Record set
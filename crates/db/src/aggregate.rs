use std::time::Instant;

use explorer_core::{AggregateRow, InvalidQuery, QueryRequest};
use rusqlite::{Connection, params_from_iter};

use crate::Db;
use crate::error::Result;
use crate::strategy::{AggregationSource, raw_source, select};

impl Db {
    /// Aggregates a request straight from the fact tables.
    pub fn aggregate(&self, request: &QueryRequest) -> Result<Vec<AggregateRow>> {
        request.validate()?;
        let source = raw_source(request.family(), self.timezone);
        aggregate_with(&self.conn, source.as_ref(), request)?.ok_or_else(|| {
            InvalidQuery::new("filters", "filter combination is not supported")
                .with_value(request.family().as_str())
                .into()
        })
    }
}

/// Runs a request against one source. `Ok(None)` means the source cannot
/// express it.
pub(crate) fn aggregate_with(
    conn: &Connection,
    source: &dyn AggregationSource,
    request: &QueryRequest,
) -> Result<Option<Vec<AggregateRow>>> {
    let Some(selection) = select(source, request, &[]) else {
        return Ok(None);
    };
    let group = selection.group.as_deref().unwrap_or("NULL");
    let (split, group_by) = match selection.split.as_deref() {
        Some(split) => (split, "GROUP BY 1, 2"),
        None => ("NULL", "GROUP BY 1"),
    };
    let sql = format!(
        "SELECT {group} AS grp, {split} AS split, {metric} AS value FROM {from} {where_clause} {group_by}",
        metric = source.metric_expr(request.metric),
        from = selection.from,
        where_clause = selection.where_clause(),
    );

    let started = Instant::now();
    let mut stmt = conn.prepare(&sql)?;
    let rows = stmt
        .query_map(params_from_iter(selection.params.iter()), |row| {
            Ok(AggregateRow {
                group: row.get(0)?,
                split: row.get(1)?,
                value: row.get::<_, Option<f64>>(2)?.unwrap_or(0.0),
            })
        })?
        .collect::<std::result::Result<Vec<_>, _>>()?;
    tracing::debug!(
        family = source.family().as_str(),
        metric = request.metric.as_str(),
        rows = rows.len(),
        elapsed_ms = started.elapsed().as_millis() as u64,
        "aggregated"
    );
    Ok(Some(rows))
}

---

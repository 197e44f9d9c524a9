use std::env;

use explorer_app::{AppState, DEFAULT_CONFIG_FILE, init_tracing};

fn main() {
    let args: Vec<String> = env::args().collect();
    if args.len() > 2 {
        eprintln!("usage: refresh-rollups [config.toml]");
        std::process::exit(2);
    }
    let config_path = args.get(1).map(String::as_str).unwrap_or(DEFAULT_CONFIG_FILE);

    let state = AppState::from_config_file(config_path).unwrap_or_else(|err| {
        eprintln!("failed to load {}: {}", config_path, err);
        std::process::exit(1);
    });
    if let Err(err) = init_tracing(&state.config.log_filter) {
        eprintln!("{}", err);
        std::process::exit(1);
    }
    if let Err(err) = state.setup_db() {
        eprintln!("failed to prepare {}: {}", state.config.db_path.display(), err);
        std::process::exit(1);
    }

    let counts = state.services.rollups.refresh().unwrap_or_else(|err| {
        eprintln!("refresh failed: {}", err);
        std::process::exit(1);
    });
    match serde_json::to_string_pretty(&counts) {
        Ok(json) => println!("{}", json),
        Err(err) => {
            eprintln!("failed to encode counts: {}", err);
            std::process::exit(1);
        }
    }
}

Problem to solve
Looking at the material above, say how many of its lines hold the word "split", giving only the number.

Task response
4